Lynskey told a journalist in 2012 that, for a while, the only roles she was being offered were "fat-girl parts", adding, "Seriously? Sometimes I feel like I'm making some kind of radical statement because I'm a size 6". In a 2022 interview with The Hollywood Reporter, she discussed being body-shamed early on in her career: "It was ridiculous. I was already starving myself and as thin as I could possibly be [...] people [were] putting a lot of Spanx on me in wardrobe fittings [... costume designers would say], "Nobody told me there would be girls like you" [...] the feedback was constantly like, 'You're not beautiful'". That same year, when asked how she was dealing with the response to her role on Yellowjackets, Lynskey explained to The Guardian that a lot of attention was being placed on her weight: "It's [about] trying to tune out [the negative comments] and just [listening] to the women who say: thank you for just being on screen and not pinching your tummy, or being like: 'I wish I was thinner'". Meanwhile, she said that the creators of Yellowjackets were "excited" about her being "an average-size woman": "Nobody's pressuring me to look a different way [and] that's something that I did not think would ever be possible".

In February 2023, Lynskey responded to criticism of her casting in The Last of Us, when fashion model Adrianne Curry implied that Lynskey's body type made her ill-suited to the role of a villainous leader: "[The character is] supposed to be smart, ma'am. I don't need to be muscly. That's what henchmen are for." Jeffrey Pierce, Lynskey's co-star on the show, defended her by saying, "Hollywood has done a terrible job of creating the mythology of, what is a man? What is a woman? What are these aesthetics that we hold up as power?", adding that he thought Lynskey had handled the situation with "grace [and] courage".

Though not gay herself, Lynskey is widely considered a gay icon.

== Personal life ==
In 2001, Lynskey met American actor Jimmi Simpson during the filming of Rose Red.
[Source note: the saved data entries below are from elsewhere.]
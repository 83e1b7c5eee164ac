use bytes::Bytes;
use gsm_idempotency::EventRef;
use serde::{Deserialize, Serialize};
use time::OffsetDateTime;

/// One authenticated inbound message delivery.
#[derive(Debug, Clone)]
pub struct InboundEvent {
    pub provider: String,
    pub provider_message_id: String,
    pub payload: Bytes,
    pub signature: Option<String>,
    pub received_at: OffsetDateTime,
    /// Provider-native conversation or thread identifier.
    pub correlation_hint: Option<String>,
    pub subject: Option<String>,
    /// Plain-text body, searched for ticket references after the subject.
    pub body_text: Option<String>,
}

impl InboundEvent {
    pub fn new(
        provider: impl Into<String>,
        provider_message_id: impl Into<String>,
        payload: impl Into<Bytes>,
    ) -> Self {
        Self {
            provider: provider.into(),
            provider_message_id: provider_message_id.into(),
            payload: payload.into(),
            signature: None,
            received_at: OffsetDateTime::now_utc(),
            correlation_hint: None,
            subject: None,
            body_text: None,
        }
    }

    pub fn with_correlation_hint(mut self, hint: impl Into<String>) -> Self {
        self.correlation_hint = Some(hint.into());
        self
    }

    pub fn with_subject(mut self, subject: impl Into<String>) -> Self {
        self.subject = Some(subject.into());
        self
    }

    pub fn with_body_text(mut self, text: impl Into<String>) -> Self {
        self.body_text = Some(text.into());
        self
    }

    pub fn with_signature(mut self, signature: impl Into<String>) -> Self {
        self.signature = Some(signature.into());
        self
    }

    pub fn received_at(mut self, at: OffsetDateTime) -> Self {
        self.received_at = at;
        self
    }

    pub fn event_ref(&self) -> EventRef {
        EventRef {
            provider: self.provider.clone(),
            message_id: self.provider_message_id.clone(),
            received_at: self.received_at,
        }
    }
}

/// Opaque handle to a ticket owned by the ticket store.
#[derive(Debug, Clone, PartialEq, Eq, Hash, Serialize, Deserialize)]
pub struct TicketRef {
    pub id: String,
    /// Human facing reference code such as `INC-1042`.
    #[serde(default, skip_serializing_if = "Option::is_none")]
    pub reference: Option<String>,
}

impl TicketRef {
    pub fn new(id: impl Into<String>) -> Self {
        Self {
            id: id.into(),
            reference: None,
        }
    }

    pub fn with_reference(mut self, reference: impl Into<String>) -> Self {
        self.reference = Some(reference.into());
        self
    }
}

#[derive(Debug, Clone, PartialEq, Eq)]
pub enum Reconciliation {
    NewThread,
    ContinuesThread(TicketRef),
    DuplicateOf(EventRef),
}

impl Reconciliation {
    pub fn as_str(&self) -> &'static str {
        match self {
            Reconciliation::NewThread => "new_thread",
            Reconciliation::ContinuesThread(_) => "continues_thread",
            Reconciliation::DuplicateOf(_) => "duplicate",
        }
    }
}
use ::metrics::Label;

use crate::labels::TelemetryLabels;

fn to_labels(labels: &TelemetryLabels) -> Vec<Label> {
    labels
        .tags()
        .into_iter()
        .map(|(key, value)| Label::new(key, value))
        .collect()
}

pub fn record_counter(name: &'static str, value: u64, labels: &TelemetryLabels) {
    ::metrics::counter!(name, to_labels(labels)).increment(value);
}

pub fn record_histogram(name: &'static str, value: f64, labels: &TelemetryLabels) {
    ::metrics::histogram!(name, to_labels(labels)).record(value);
}

pub fn record_gauge(name: &'static str, value: f64, labels: &TelemetryLabels) {
    ::metrics::gauge!(name, to_labels(labels)).set(value);
}
//! Authenticity checks for inbound webhook deliveries.
//!
//! Every check runs over the exact bytes received. Digests are compared in
//! constant time and any malformed input yields [`Verdict::Invalid`]; nothing
//! in this module panics on attacker-controlled data.

use std::{fmt, sync::Arc};

use anyhow::{Context, Result};
use base64::{Engine as _, engine::general_purpose::STANDARD as B64};
use gsm_telemetry::{TelemetryLabels, record_counter};
use hmac::{Hmac, Mac};
use rsa::{
    RsaPublicKey,
    pkcs1::DecodeRsaPublicKey,
    pkcs1v15::{Signature, VerifyingKey},
    pkcs8::DecodePublicKey,
    signature::Verifier,
};
use serde::{Deserialize, Serialize};
use sha2::Sha256;
use subtle::ConstantTimeEq;
use time::OffsetDateTime;
use tracing::debug;

type HmacSha256 = Hmac<Sha256>;

#[derive(Debug, Clone, PartialEq, Eq, Serialize, Deserialize)]
#[serde(default)]
pub struct WebhookConfig {
    /// Accepted distance in seconds between a declared timestamp and now.
    pub tolerance_secs: u64,
}

impl Default for WebhookConfig {
    fn default() -> Self {
        Self {
            tolerance_secs: 300,
        }
    }
}

#[derive(Debug, Clone, Copy, PartialEq, Eq, Serialize, Deserialize)]
#[serde(rename_all = "snake_case")]
pub enum SignatureEncoding {
    Hex,
    Base64,
}

/// How a provider signs its deliveries.
#[derive(Debug, Clone, PartialEq, Eq, Serialize, Deserialize)]
#[serde(tag = "kind", rename_all = "snake_case")]
pub enum SignatureScheme {
    /// HMAC-SHA256 over the body, optionally prefixed (`sha256=`).
    HmacSha256 {
        encoding: SignatureEncoding,
        #[serde(default)]
        prefix: Option<String>,
    },
    /// `v0=` + hex HMAC-SHA256 of `v0:{timestamp}:{body}`.
    SlackV0,
    /// `t={timestamp},v1={hex}` header, HMAC-SHA256 of `{timestamp}.{body}`.
    StripeV1,
    /// RSA PKCS#1 v1.5 with SHA-256 over the body, base64 signature.
    RsaSha256,
}

impl SignatureScheme {
    pub fn as_str(&self) -> &'static str {
        match self {
            SignatureScheme::HmacSha256 { .. } => "hmac_sha256",
            SignatureScheme::SlackV0 => "slack_v0",
            SignatureScheme::StripeV1 => "stripe_v1",
            SignatureScheme::RsaSha256 => "rsa_sha256",
        }
    }
}

/// Key material for one signing key. Providers rotating secrets may have
/// several active at once.
#[derive(Clone)]
pub enum VerificationKey {
    Shared(Arc<[u8]>),
    RsaPublic(Arc<RsaPublicKey>),
}

impl VerificationKey {
    pub fn shared(secret: impl AsRef<[u8]>) -> Self {
        Self::Shared(Arc::from(secret.as_ref()))
    }

    /// Accepts SPKI (`BEGIN PUBLIC KEY`) and PKCS#1 (`BEGIN RSA PUBLIC KEY`) PEM.
    pub fn rsa_public_pem(pem: &str) -> Result<Self> {
        let key = RsaPublicKey::from_public_key_pem(pem)
            .or_else(|_| RsaPublicKey::from_pkcs1_pem(pem))
            .context("invalid RSA public key PEM")?;
        Ok(Self::RsaPublic(Arc::new(key)))
    }
}

impl fmt::Debug for VerificationKey {
    fn fmt(&self, f: &mut fmt::Formatter<'_>) -> fmt::Result {
        match self {
            VerificationKey::Shared(_) => f.write_str("VerificationKey::Shared(<redacted>)"),
            VerificationKey::RsaPublic(_) => f.write_str("VerificationKey::RsaPublic(..)"),
        }
    }
}

/// The parts of a delivery that authentication looks at.
#[derive(Debug, Clone, Copy)]
pub struct WebhookDelivery<'a> {
    pub payload: &'a [u8],
    pub signature: &'a str,
    /// Declared send time in unix seconds, when the provider supplies one
    /// outside the signature value.
    pub timestamp: Option<&'a str>,
}

impl<'a> WebhookDelivery<'a> {
    pub fn new(payload: &'a [u8], signature: &'a str) -> Self {
        Self {
            payload,
            signature,
            timestamp: None,
        }
    }

    pub fn with_timestamp(mut self, timestamp: &'a str) -> Self {
        self.timestamp = Some(timestamp);
        self
    }
}

#[derive(Debug, Clone, Copy, PartialEq, Eq)]
pub enum InvalidReason {
    MissingSignature,
    MalformedSignature,
    MissingTimestamp,
    MalformedTimestamp,
    TimestampOutOfWindow,
    NoUsableKey,
    Mismatch,
}

impl InvalidReason {
    pub fn as_str(&self) -> &'static str {
        match self {
            InvalidReason::MissingSignature => "missing_signature",
            InvalidReason::MalformedSignature => "malformed_signature",
            InvalidReason::MissingTimestamp => "missing_timestamp",
            InvalidReason::MalformedTimestamp => "malformed_timestamp",
            InvalidReason::TimestampOutOfWindow => "timestamp_out_of_window",
            InvalidReason::NoUsableKey => "no_usable_key",
            InvalidReason::Mismatch => "mismatch",
        }
    }
}

impl fmt::Display for InvalidReason {
    fn fmt(&self, f: &mut fmt::Formatter<'_>) -> fmt::Result {
        f.write_str(self.as_str())
    }
}

#[derive(Debug, Clone, Copy, PartialEq, Eq)]
pub enum Verdict {
    Valid,
    Invalid(InvalidReason),
}

impl Verdict {
    pub fn is_valid(&self) -> bool {
        matches!(self, Verdict::Valid)
    }
}

/// Validates deliveries for one provider signing scheme.
#[derive(Debug, Clone)]
pub struct WebhookAuthenticator {
    scheme: SignatureScheme,
    config: WebhookConfig,
}

impl WebhookAuthenticator {
    pub fn new(scheme: SignatureScheme, config: WebhookConfig) -> Self {
        Self { scheme, config }
    }

    pub fn scheme(&self) -> &SignatureScheme {
        &self.scheme
    }

    pub fn validate(&self, delivery: &WebhookDelivery<'_>, keys: &[VerificationKey]) -> Verdict {
        self.validate_at(delivery, keys, OffsetDateTime::now_utc())
    }

    pub fn validate_at(
        &self,
        delivery: &WebhookDelivery<'_>,
        keys: &[VerificationKey],
        now: OffsetDateTime,
    ) -> Verdict {
        let verdict = match self.check(delivery, keys, now) {
            Ok(()) => Verdict::Valid,
            Err(reason) => Verdict::Invalid(reason),
        };
        if let Verdict::Invalid(reason) = verdict {
            debug!(scheme = self.scheme.as_str(), %reason, "webhook delivery rejected");
            record_counter(
                "webhook_rejected_total",
                1,
                &TelemetryLabels::default()
                    .with("scheme", self.scheme.as_str())
                    .with("reason", reason.as_str()),
            );
        }
        verdict
    }

    fn check(
        &self,
        delivery: &WebhookDelivery<'_>,
        keys: &[VerificationKey],
        now: OffsetDateTime,
    ) -> Result<(), InvalidReason> {
        let signature = delivery.signature.trim();
        if signature.is_empty() {
            return Err(InvalidReason::MissingSignature);
        }

        match &self.scheme {
            SignatureScheme::HmacSha256 { encoding, prefix } => {
                if let Some(ts) = delivery.timestamp {
                    self.check_window(ts, now)?;
                }
                let encoded = match prefix.as_deref() {
                    Some(prefix) => signature
                        .strip_prefix(prefix)
                        .ok_or(InvalidReason::MalformedSignature)?,
                    None => signature,
                };
                let provided = decode(encoded, *encoding)?;
                verify_hmac_any(keys, &[delivery.payload], &[provided])
            }
            SignatureScheme::SlackV0 => {
                let ts = delivery.timestamp.ok_or(InvalidReason::MissingTimestamp)?;
                self.check_window(ts, now)?;
                let encoded = signature
                    .strip_prefix("v0=")
                    .ok_or(InvalidReason::MalformedSignature)?;
                let provided = decode(encoded, SignatureEncoding::Hex)?;
                let prefix = format!("v0:{}:", ts.trim());
                verify_hmac_any(keys, &[prefix.as_bytes(), delivery.payload], &[provided])
            }
            SignatureScheme::StripeV1 => {
                let header = parse_stripe_header(signature)?;
                let ts = header.timestamp.ok_or(InvalidReason::MissingTimestamp)?;
                self.check_window(ts, now)?;
                if header.v1.is_empty() {
                    return Err(InvalidReason::MalformedSignature);
                }
                let provided = header
                    .v1
                    .iter()
                    .map(|sig| decode(sig, SignatureEncoding::Hex))
                    .collect::<Result<Vec<_>, _>>()?;
                let prefix = format!("{ts}.");
                verify_hmac_any(keys, &[prefix.as_bytes(), delivery.payload], &provided)
            }
            SignatureScheme::RsaSha256 => {
                if let Some(ts) = delivery.timestamp {
                    self.check_window(ts, now)?;
                }
                let raw = decode(signature, SignatureEncoding::Base64)?;
                let signature = Signature::try_from(raw.as_slice())
                    .map_err(|_| InvalidReason::MalformedSignature)?;
                verify_rsa_any(keys, delivery.payload, &signature)
            }
        }
    }

    fn check_window(&self, timestamp: &str, now: OffsetDateTime) -> Result<(), InvalidReason> {
        let declared: i64 = timestamp
            .trim()
            .parse()
            .map_err(|_| InvalidReason::MalformedTimestamp)?;
        let skew = now.unix_timestamp().abs_diff(declared);
        if skew > self.config.tolerance_secs {
            return Err(InvalidReason::TimestampOutOfWindow);
        }
        Ok(())
    }
}

fn decode(value: &str, encoding: SignatureEncoding) -> Result<Vec<u8>, InvalidReason> {
    let value = value.trim();
    let decoded = match encoding {
        SignatureEncoding::Hex => hex::decode(value).ok(),
        SignatureEncoding::Base64 => B64.decode(value).ok(),
    };
    match decoded {
        Some(bytes) if !bytes.is_empty() => Ok(bytes),
        _ => Err(InvalidReason::MalformedSignature),
    }
}

fn verify_hmac_any(
    keys: &[VerificationKey],
    message: &[&[u8]],
    candidates: &[Vec<u8>],
) -> Result<(), InvalidReason> {
    let mut usable = false;
    for key in keys {
        // An empty secret signs nothing anyone could not forge.
        let VerificationKey::Shared(secret) = key else {
            continue;
        };
        if secret.is_empty() {
            continue;
        }
        let Ok(mut mac) = HmacSha256::new_from_slice(secret) else {
            continue;
        };
        usable = true;
        for part in message {
            mac.update(part);
        }
        let expected = mac.finalize().into_bytes();
        if candidates
            .iter()
            .any(|candidate| bool::from(expected.as_slice().ct_eq(candidate.as_slice())))
        {
            return Ok(());
        }
    }
    if usable {
        Err(InvalidReason::Mismatch)
    } else {
        Err(InvalidReason::NoUsableKey)
    }
}

fn verify_rsa_any(
    keys: &[VerificationKey],
    payload: &[u8],
    signature: &Signature,
) -> Result<(), InvalidReason> {
    let mut usable = false;
    for key in keys {
        let VerificationKey::RsaPublic(public) = key else {
            continue;
        };
        usable = true;
        let verifier = VerifyingKey::<Sha256>::new(public.as_ref().clone());
        if verifier.verify(payload, signature).is_ok() {
            return Ok(());
        }
    }
    if usable {
        Err(InvalidReason::Mismatch)
    } else {
        Err(InvalidReason::NoUsableKey)
    }
}

struct StripeHeader<'a> {
    timestamp: Option<&'a str>,
    v1: Vec<&'a str>,
}

fn parse_stripe_header(header: &str) -> Result<StripeHeader<'_>, InvalidReason> {
    let mut parsed = StripeHeader {
        timestamp: None,
        v1: Vec::new(),
    };
    for item in header.split(',') {
        let (key, value) = item
            .trim()
            .split_once('=')
            .ok_or(InvalidReason::MalformedSignature)?;
        match key {
            "t" => parsed.timestamp = Some(value),
            "v1" => parsed.v1.push(value),
            // Other schemes (v0 test signatures) are ignored.
            _ => {}
        }
    }
    Ok(parsed)
}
They were engaged in 2005 and married on 14 April 2007, on Lake Hayes near Queenstown, New Zealand. Lynskey filed for divorce on 25 September 2012, citing irreconcilable differences; the divorce was finalised on 23 May 2014.

In February 2017, Lynskey announced that she was engaged to American actor Jason Ritter, whom she had been dating for four years after meeting on the set of The Big Ask. They have a daughter, born in December 2018. The couple married in 2020.

Lynskey has lived in Los Angeles since 2000. She is a close friend of Clea DuVall, whom she met when they appeared together in But I'm a Cheerleader. She became a vegetarian at age 10 after learning about sheep farming but is now pescetarian. Lynskey has misophonia. She describes herself as a feminist.

Lynskey has been open about her past struggle with an eating disorder, saying that she was "very unwell" for a long time: "I was so unhappy and my hair was falling out [... eventually] I was like, 'I just need to look the way I'm supposed to look' [... I had] to truly become comfortable with myself, because you can't fake it."

== Filmography and accolades ==

According to the review aggregate site Rotten Tomatoes, Lynskey's most acclaimed films include Heavenly Creatures (1994), Ever After (1998), Shattered Glass (2003), Flags of Our Fathers (2006), Up in the Air (2009), The Informant! (2009), Win Win (2011), Hello I Must Be Going (2012), The Perks of Being a Wallflower (2012), Happy Christmas (2014), The Intervention (2016), I Don't Feel at Home in This World Anymore (2017), And Then I Go (2017), Sadie (2018), Griffin in Summer (2024), Pike River (2025), and Don't Say Good Luck (2026). Her television work includes Two and a Half Men (2003–2015), Togetherness (2015–2016), Castle Rock (2018), Mrs. America (2020), Candy (2022), and Yellowjackets (2021–present). Her films have grossed $733 million worldwide.

Lynskey's numerous accolades include a Sundance Special Jury Award and three Critics Choice Awards, in addition to nominations for three Primetime Emmy Awards, three Gotham Awards, one Independent Spirit Award, and one Screen Actors Guild Award.